The only conventional provider I can find who is willing to try anything on the large liver mass is my radiation oncologist. I am set to start proton beam radiation this coming week, and the treatment course is expected to take about a month. I have no idea what to expect, but because of the large size and location, as well as involvement of the inferior vena cava, the rad onc is worried about how sick I could get. Idk how much I’ll be able to eat, keep down, detox, or digest… I already have terrible abdominal pain and pressure, and because of the restricted blood flow in the IVC, I get extremely short of breath, weak, with heavy, painful, shaky legs any time I bend at the waist or take even 2 stairs. Lymph and blood flow are restricted below the liver, so I have a lot of fluid retention, lymphedema, and more nerve pain now. Many mornings are spent on the couch writhing in pain for hours as I try to deal with the severe radiating pain down my leg, in my low back, and through my whole abdomen. Sadly, nothing really works to alleviate the pain.

What’s probably one of the hardest things to deal with is knowing I have a bunch of integrative tools at my disposal, but my body simply won’t tolerate them anymore. When I push, I’m met with horrible reactions that last days and only result in further tumor swelling/growth.

Needless to say, I have been very lost and simply incapable of doing much more than trying my damnedest to survive each day. Life barely feels real anymore.

I have SO many negative emotions toward certain providers and their lies, misinformation, inflammatory statements, and omission of extremely critical information over the last 6 years. I am working to process all of this, because I know it isn’t doing me any good. As both a patient and provider though, it makes me completely disgusted with the way conventional oncology is run in our country. There have been some angels in this hell, but unfortunately it isn’t the norm.

Six years in, and there are very few stones I’ve left unturned. Yet here I am, fighting for my life harder than I ever have, with seemingly few options remaining. I still believe, somehow, someway, there IS a path to true healing for me. I don’t know what it is. My senses don’t perceive it. But my heart and soul believe.
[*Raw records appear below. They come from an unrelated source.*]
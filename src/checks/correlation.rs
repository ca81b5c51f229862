//! Checks that correlate state across the whole document
//!
//! Each of these builds a document-wide index on first invocation and reuses
//! it for every other element the owning rule visits. The index lives in the
//! cross-element cache under a key scoped to the owning rule, so the rule's
//! scope guard releases it when evaluation finishes.

use super::{Check, CheckError, CheckResult};
use crate::context::{CacheEntry, EvalContext, LinkEntry};
use crate::document::AuditDocument;
use once_cell::sync::Lazy;
use rayon::prelude::*;
use scraper::Selector;
use serde_json::json;
use std::collections::{BTreeSet, HashMap};

pub const LINK_TEXT_CACHE: &str = "emag-duplicate-link-text:by-text";
pub const LINK_HREF_CACHE: &str = "emag-same-href-different-text:by-href";
pub const REACHABILITY_CACHE: &str = "emag-broken-links:reachability";
pub const ACCESSKEY_CACHE: &str = "emag-ancoras-acesskey-unico:counts";

static HYPERLINKS: Lazy<Selector> = Lazy::new(|| Selector::parse("a[href]").unwrap());

pub fn checks() -> Vec<Check> {
    vec![
        Check::new("accesskey-unico", |_, ctx| {
            let entry = ctx.get_or_build(ACCESSKEY_CACHE, |c| build_accesskey_counts(c.document()));
            let CacheEntry::AccesskeyCounts(counts) = entry.as_ref() else {
                return Err(CheckError::new("índice de accesskey com formato inesperado"));
            };
            let mut duplicated: Vec<&str> = counts
                .iter()
                .filter(|(_, &n)| n > 1)
                .map(|(k, _)| k.as_str())
                .collect();
            duplicated.sort_unstable();
            if duplicated.is_empty() {
                Ok(CheckResult::pass())
            } else {
                Ok(CheckResult::fail(
                    "A página declara valores de accesskey duplicados",
                )
                .with_data(json!({ "duplicates": duplicated })))
            }
        })
        .with_description("Accesskeys devem ser únicas na página"),
        Check::new("duplicate-link-text-check", |node, ctx| {
            let Some(href) = node.attr("href") else {
                return Ok(CheckResult::pass());
            };
            let text = normalize(&ctx.document().accessible_text(node));
            if text.is_empty() {
                return Ok(CheckResult::pass());
            }
            let entry = ctx.get_or_build(LINK_TEXT_CACHE, |c| build_text_index(c.document()));
            let CacheEntry::LinkTextIndex(index) = entry.as_ref() else {
                return Err(CheckError::new("índice de links com formato inesperado"));
            };
            let conflicts: Vec<&LinkEntry> = index
                .get(&text)
                .map(|entries| entries.iter().filter(|e| e.href != href).collect())
                .unwrap_or_default();
            if conflicts.is_empty() {
                Ok(CheckResult::pass())
            } else {
                Ok(CheckResult::fail(
                    "Outros links usam o mesmo texto apontando para destinos diferentes",
                )
                .with_data(json!({ "duplicates": conflicts })))
            }
        })
        .with_description("Links com o mesmo texto devem apontar para o mesmo destino"),
        Check::new("same-href-text-check", |node, ctx| {
            let Some(href) = node.attr("href") else {
                return Ok(CheckResult::pass());
            };
            let text = normalize(&ctx.document().accessible_text(node));
            let entry = ctx.get_or_build(LINK_HREF_CACHE, |c| build_href_index(c.document()));
            let CacheEntry::LinkHrefIndex(index) = entry.as_ref() else {
                return Err(CheckError::new("índice de links com formato inesperado"));
            };
            let conflicts: Vec<&LinkEntry> = index
                .get(href)
                .map(|entries| {
                    entries
                        .iter()
                        .filter(|e| normalize(&e.text) != text)
                        .collect()
                })
                .unwrap_or_default();
            if conflicts.is_empty() {
                Ok(CheckResult::pass())
            } else {
                Ok(CheckResult::fail(
                    "Outros links apontam para o mesmo destino com texto diferente",
                )
                .with_data(json!({ "conflictingLinks": conflicts })))
            }
        })
        .with_description("Links para o mesmo destino devem usar o mesmo texto"),
        Check::new("link-reachable-check", |node, ctx| {
            let Some(href) = node.attr("href") else {
                return Ok(CheckResult::pass());
            };
            let base = ctx.probe_options().base_url.clone();
            let Some(url) = probeable_url(href, base.as_deref()) else {
                return Ok(CheckResult::pass());
            };
            let entry = ctx.get_or_build(REACHABILITY_CACHE, build_reachability);
            let CacheEntry::Reachability(results) = entry.as_ref() else {
                return Err(CheckError::new("índice de alcançabilidade com formato inesperado"));
            };
            match results.get(&url) {
                Some(Ok(true)) | None => Ok(CheckResult::pass()),
                Some(Ok(false)) => Ok(CheckResult::fail(format!(
                    "O link \"{href}\" respondeu com um status de erro"
                ))),
                Some(Err(e)) => Err(CheckError::new(format!(
                    "não foi possível verificar \"{href}\": {e}"
                ))),
            }
        })
        .with_description("Links devem apontar para destinos alcançáveis"),
    ]
}

fn normalize(text: &str) -> String {
    text.trim().to_lowercase()
}

fn link_entries(doc: &AuditDocument) -> Vec<LinkEntry> {
    doc.select(&HYPERLINKS)
        .into_iter()
        .map(|node| LinkEntry {
            target: node.target.clone(),
            href: node.attr("href").unwrap_or_default().to_string(),
            text: doc.accessible_text(node),
            html: node.html.clone(),
        })
        .collect()
}

fn build_text_index(doc: &AuditDocument) -> CacheEntry {
    let mut index: HashMap<String, Vec<LinkEntry>> = HashMap::new();
    for entry in link_entries(doc) {
        let key = normalize(&entry.text);
        if key.is_empty() {
            continue;
        }
        index.entry(key).or_default().push(entry);
    }
    CacheEntry::LinkTextIndex(index)
}

fn build_href_index(doc: &AuditDocument) -> CacheEntry {
    let mut index: HashMap<String, Vec<LinkEntry>> = HashMap::new();
    for entry in link_entries(doc) {
        if entry.href.trim().is_empty() {
            continue;
        }
        index.entry(entry.href.clone()).or_default().push(entry);
    }
    CacheEntry::LinkHrefIndex(index)
}

fn build_accesskey_counts(doc: &AuditDocument) -> CacheEntry {
    let mut counts: HashMap<String, usize> = HashMap::new();
    for node in doc.nodes() {
        if let Some(key) = node.attr("accesskey") {
            *counts.entry(key.to_lowercase()).or_insert(0) += 1;
        }
    }
    CacheEntry::AccesskeyCounts(counts)
}

/// Probe every unique probeable URL once, with bounded concurrency
fn build_reachability(ctx: &EvalContext) -> CacheEntry {
    let doc = ctx.document();
    let base = ctx.probe_options().base_url.clone();
    let urls: BTreeSet<String> = doc
        .select(&HYPERLINKS)
        .into_iter()
        .filter_map(|n| n.attr("href"))
        .filter_map(|href| probeable_url(href, base.as_deref()))
        .collect();
    let urls: Vec<String> = urls.into_iter().collect();
    let prober = ctx.prober();

    let workers = ctx.probe_options().concurrency.max(1);
    let results: HashMap<String, Result<bool, String>> =
        match rayon::ThreadPoolBuilder::new().num_threads(workers).build() {
            Ok(pool) => pool.install(|| {
                urls.par_iter()
                    .map(|url| (url.clone(), prober.probe(url)))
                    .collect()
            }),
            Err(e) => {
                log::warn!("pool de sondagem indisponível ({e}); sondando sequencialmente");
                urls.iter()
                    .map(|url| (url.clone(), prober.probe(url)))
                    .collect()
            }
        };
    log::debug!("{} URLs sondadas", results.len());
    CacheEntry::Reachability(results)
}

/// Resolve an href into an absolute http(s) URL worth probing
fn probeable_url(href: &str, base: Option<&str>) -> Option<String> {
    let href = href.trim();
    if href.is_empty()
        || href.starts_with('#')
        || href.starts_with("mailto:")
        || href.starts_with("tel:")
        || href.starts_with("javascript:")
        || href.starts_with("data:")
    {
        return None;
    }
    if href.starts_with("http://") || href.starts_with("https://") {
        return Some(href.to_string());
    }
    let base = reqwest::Url::parse(base?).ok()?;
    let joined = base.join(href).ok()?;
    matches!(joined.scheme(), "http" | "https").then(|| joined.to_string())
}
I don’t know what the next month will bring with treatment, or if I’ll have the capacity to keep everyone updated. Honestly, right now, I can Barely take care of my Very basic needs each day. Thank you in advance for your understanding, prayers, and support.

Proton Radiation Complete + Updates

Proton radiation is finally complete! I finished my 8th treatment today and am very glad to be done! The treatment area is tender, tight, and sore, and the increased fatigue has been noticeable.

I’m doing my best to focus on the achievement, but the victory feels short-lived, as I have to go back on Friday for an abdominal MRI. I am also scheduled to have a procedure called a hepatic artery embolization on December 9 to deal with the 2 large liver lesions. I had hoped for the possibility of a non-invasive option, but I’m unfortunately not a candidate for that procedure at this time. The embolization will require a hospital stay, and side effects and recovery could last up to 10 or so days. The hope with this procedure is to cut off blood supply to the masses, so that they die… sometimes patients need more than 1 procedure to make this happen. I am really nervous about it all, but relieved to have an option that is less detrimental than another major surgery or more radiation.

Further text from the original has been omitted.